Pakjes leveren moet steeds sneller en goedkoper, net als de productie van auto’s in de jaren 30. Het verhaal van Jean Lebaques onmogelijke poging om meer te verdienen door meer scharnieren te maken, is net hetzelfde als dat van de pakjesbezorger. Vergelijk het fragment hierboven uit Het leven der auto’s maar met de getuigenis van Van der Stap, onderaannemer voor PostNL, in het artikel van De Correspondent met de sprekende titel Pakketbezorgers rennen zich rot in een race die ze nooit kunnen winnen:
Daarmee doelt Van der Stap op de manier waarop PostNL de tarieven en targets (de hoeveelheid stops en pakketten die per uur afgeleverd moeten worden) berekent, namelijk op basis van de data die zij binnenkrijgen via de scanners van de bezorgers. Zodra PostNL ziet dat de koeriers in een bepaalde wijk geen 25 maar 27 pakketten per uur kunnen afleveren, stellen ze de targets bij. Van der Stap: ‘Ik waarschuw mijn bezorgers dan ook: ga er niet te veel een race van
maken, want hoe sneller jullie zijn, hoe hoger de werkdruk. Tegelijkertijd: als we te
langzaam zijn, zeggen ze bij PostNL dat andere bezorgers sneller zijn, en gaan ze er alsnog aan tornen.’ Van der Stap noemt het een neerwaartse spiraal.
Dit moordende tempo eist niet alleen een hele hoge menselijke tol, maar is ook nefast voor het milieu. De discussie rond de sociale en ecologische impact van e-commerce is weer helemaal opgelaaid na recente uitspraken van PS voorzitter Paul Magnette. Minister Petra De Sutter vindt het bijvoorbeeld maar normaal dat instant leveringen duurder zouden worden, gezien de ecologische en sociale kost. Online shoppen zou dan ook veel duurzamer kunnen zijn, als het trager mocht gaan.

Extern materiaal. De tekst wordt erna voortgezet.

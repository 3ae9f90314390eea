//! Per-entity tool registry
//!
//! Each entity (`core`, `milestones`, ...) owns one registry mapping tool name
//! to its definition. Registries are filled once at start-up and only read
//! afterwards.

use crate::catalog::{
    ActionGuard, ActionScoped, Entity, OperationType, SchemaMode, ToolShape, shape_input_schema,
};
use crate::error::ToolError;
use crate::tools::executor::{ToolContext, ToolExecutor, ToolInfo, ToolOutput};
// async_trait required for dyn-compatibility with Box<dyn ToolHandler>
use async_trait::async_trait;
use schemars::Schema;
use serde::de::DeserializeOwned;
use serde_json::{Map, Value};
use std::collections::BTreeMap;
use tracing::{debug, warn};

/// A registered tool with all its metadata
pub struct RegisteredTool {
    pub name: &'static str,
    pub description: &'static str,
    pub entity: Entity,
    pub shape: ToolShape,
    /// Schema generated from the input type, before shaping
    pub input_schema: Schema,
    handler: Box<dyn ToolHandler>,
}

impl RegisteredTool {
    /// Input schema as exposed to clients, keeping only `allowed_actions`
    pub fn shaped_schema(
        &self,
        allowed_actions: Option<&[&str]>,
        mode: SchemaMode,
    ) -> Map<String, Value> {
        shape_input_schema(self.input_schema.as_value(), allowed_actions, mode)
    }

    /// Parse raw arguments, run the guard on the selected action, execute
    pub async fn call(
        &self,
        ctx: &ToolContext,
        args: Value,
        guard: &ActionGuard<'_>,
    ) -> Result<ToolOutput, ToolError> {
        self.handler.call(ctx, args, guard).await
    }

    /// Operation class of a single-purpose tool
    pub fn operation(&self) -> Option<OperationType> {
        match self.shape {
            ToolShape::Single(op) => Some(op),
            ToolShape::Actions(_) => None,
        }
    }
}

impl std::fmt::Debug for RegisteredTool {
    fn fmt(&self, f: &mut std::fmt::Formatter<'_>) -> std::fmt::Result {
        f.debug_struct("RegisteredTool")
            .field("name", &self.name)
            .field("entity", &self.entity)
            .field("shape", &self.shape)
            .finish_non_exhaustive()
    }
}

/// Internal trait for type-erased tool handling
#[async_trait]
trait ToolHandler: Send + Sync {
    async fn call(
        &self,
        ctx: &ToolContext,
        args: Value,
        guard: &ActionGuard<'_>,
    ) -> Result<ToolOutput, ToolError>;
}

struct TypedToolHandler<T> {
    _marker: std::marker::PhantomData<fn() -> T>,
}

#[async_trait]
impl<T> ToolHandler for TypedToolHandler<T>
where
    T: ToolExecutor + ActionScoped + DeserializeOwned + Send + Sync + 'static,
{
    async fn call(
        &self,
        ctx: &ToolContext,
        args: Value,
        guard: &ActionGuard<'_>,
    ) -> Result<ToolOutput, ToolError> {
        let tool: T = serde_json::from_value(args)
            .map_err(|e| ToolError::InvalidArguments(format!("Failed to parse arguments: {}", e)))?;

        guard.check(tool.action(), tool.operation())?;

        tool.execute(ctx).await
    }
}

/// Tools of one entity
pub struct EntityRegistry {
    entity: Entity,
    tools: BTreeMap<&'static str, RegisteredTool>,
}

impl EntityRegistry {
    pub fn new(entity: Entity) -> Self {
        Self {
            entity,
            tools: BTreeMap::new(),
        }
    }

    pub fn entity(&self) -> Entity {
        self.entity
    }

    /// Register a tool input type. Re-registering a name replaces the entry.
    pub fn register<T>(&mut self) -> &mut Self
    where
        T: ToolExecutor
            + ToolInfo
            + ActionScoped
            + DeserializeOwned
            + schemars::JsonSchema
            + Send
            + Sync
            + 'static,
    {
        let name = T::name();
        if T::entity() != self.entity {
            warn!(
                tool = name,
                declared = %T::entity(),
                registry = %self.entity,
                "Tool declares a different entity than its registry"
            );
        }

        let tool = RegisteredTool {
            name,
            description: T::description(),
            entity: self.entity,
            shape: T::shape(),
            input_schema: schemars::schema_for!(T),
            handler: Box::new(TypedToolHandler::<T> {
                _marker: std::marker::PhantomData,
            }),
        };

        if self.tools.insert(name, tool).is_some() {
            warn!(tool = name, "Tool registered twice, keeping the latest");
        }
        debug!(tool = name, entity = %self.entity, "Registered tool");
        self
    }

    pub fn get(&self, name: &str) -> Option<&RegisteredTool> {
        self.tools.get(name)
    }

    /// Every tool, ordered by name
    pub fn tools(&self) -> impl Iterator<Item = &RegisteredTool> {
        self.tools.values()
    }

    pub fn tool_names(&self) -> impl Iterator<Item = &'static str> + '_ {
        self.tools.keys().copied()
    }

    /// All definitions of this entity
    pub fn tool_definitions(&self) -> Vec<&RegisteredTool> {
        self.tools.values().collect()
    }

    /// Tools kept under read-only mode: non-mutating single-purpose tools and
    /// action tools with at least one non-mutating action
    pub fn read_only_tool_names(&self) -> Vec<&'static str> {
        self.tools
            .values()
            .filter(|tool| tool.shape.has_read_only_operation())
            .map(|tool| tool.name)
            .collect()
    }

    /// All definitions, or only the read-only set
    pub fn filtered_tools(&self, read_only: bool) -> Vec<&RegisteredTool> {
        if !read_only {
            return self.tool_definitions();
        }
        let names = self.read_only_tool_names();
        self.tools
            .values()
            .filter(|tool| names.contains(&tool.name))
            .collect()
    }

    pub fn len(&self) -> usize {
        self.tools.len()
    }

    pub fn is_empty(&self) -> bool {
        self.tools.is_empty()
    }
}

#[cfg(test)]
mod tests {
    use super::*;

    #[test]
    fn test_empty_registry() {
        let registry = EntityRegistry::new(Entity::Refs);
        assert!(registry.is_empty());
        assert_eq!(registry.len(), 0);
        assert!(registry.get("nonexistent").is_none());
        assert!(registry.filtered_tools(true).is_empty());
        assert_eq!(registry.entity(), Entity::Refs);
    }
}
//! Personal Access Token authentication

use crate::auth::provider::{AuthHeader, AuthProvider};
use crate::error::AuthError;
use crate::util::SecretString;
use async_trait::async_trait;

/// Variables checked by [`PatProvider::from_env`], in order
const TOKEN_ENV_VARS: &[&str] = &["GITLAB_TOKEN", "GITLAB_PERSONAL_ACCESS_TOKEN"];

/// Personal Access Token authentication provider
#[derive(Debug, Clone)]
pub struct PatProvider {
    token: SecretString,
}

impl PatProvider {
    pub fn new(token: impl Into<String>) -> Result<Self, AuthError> {
        let token = SecretString::new(token.into().trim());

        if token.is_empty() {
            return Err(AuthError::InvalidToken);
        }

        // glpat- prefix is not enforced, older tokens do not have it
        Ok(Self { token })
    }

    /// First non-empty token among `GITLAB_TOKEN` and `GITLAB_PERSONAL_ACCESS_TOKEN`
    pub fn from_env() -> Result<Self, AuthError> {
        for var in TOKEN_ENV_VARS {
            if let Ok(token) = std::env::var(var)
                && !token.trim().is_empty()
            {
                return Self::new(token);
            }
        }

        Err(AuthError::NotConfigured)
    }
}

#[async_trait]
impl AuthProvider for PatProvider {
    async fn get_auth_header(&self) -> Result<AuthHeader, AuthError> {
        Ok(AuthHeader::PrivateToken(self.token.clone()))
    }

    fn needs_refresh(&self) -> bool {
        false
    }

    async fn refresh(&mut self) -> Result<(), AuthError> {
        Ok(())
    }

    fn auth_type(&self) -> &'static str {
        "Personal Access Token"
    }
}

Klimaatverandering wordt uiteraard nooit aangehaald in Het leven der auto’s. Toch bevat het boek een goede omschrijving van een heel aantal thema’s die het huidige klimaatdebat domineren: overconsumptie, de obsessie met alsmaar sneller, en vooral ongelijkheid. Het verschil tussen de persoon die de auto maakt en die hem koopt, het verschil tussen de persoon die in een fabriek in Bangladesh fast fashion naait en de Vlaming die niet langer dan twee dagen op hun pakje wilt wachten. De personen die het hardste lijden onder de klimaatverandering, zijn doorgaans niet de mensen die op grote voet leven, dat is ondertussen algemeen geweten. Klimaatverandering kan de kloof tussen rijk en arm ook nog meer vergroten: rijke mensen zullen het zich kunnen permitteren om zich voor te bereiden op catastrofale gevolgen, arme mensen niet, wat nu al het geval is bij veel natuurrampen. Zoals een slogan die ik onlangs las het mooi samenvat: “We zitten allemaal in dezelfde storm, maar we hebben niet allemaal dezelfde boot”. Oké, de wereld is niet exact op te splitsen in kapitalisten en arbeiders, maar, zo bleek nog maar eens duidelijk tijdens de covid crisis, de maatschappij is nog fundamenteel ongelijk: het verschil tussen zij die zich veilig binnen kunnen verschuilen tegen de pandemie en de deliveroorijders die met gevaar voor eigen gezondheid je Mexicaanse schotel aan de deur komen leveren.
Het debat rond klimaatgerechtigheid en ongelijkheid moet dringend en grondig gevoerd worden, dit artikel is echter te kort om dat op een genuanceerde en uitgebreide manier te doen. Gelukkig wordt de volgende editie van KOELSTOF volledig gewijd aan dit thema!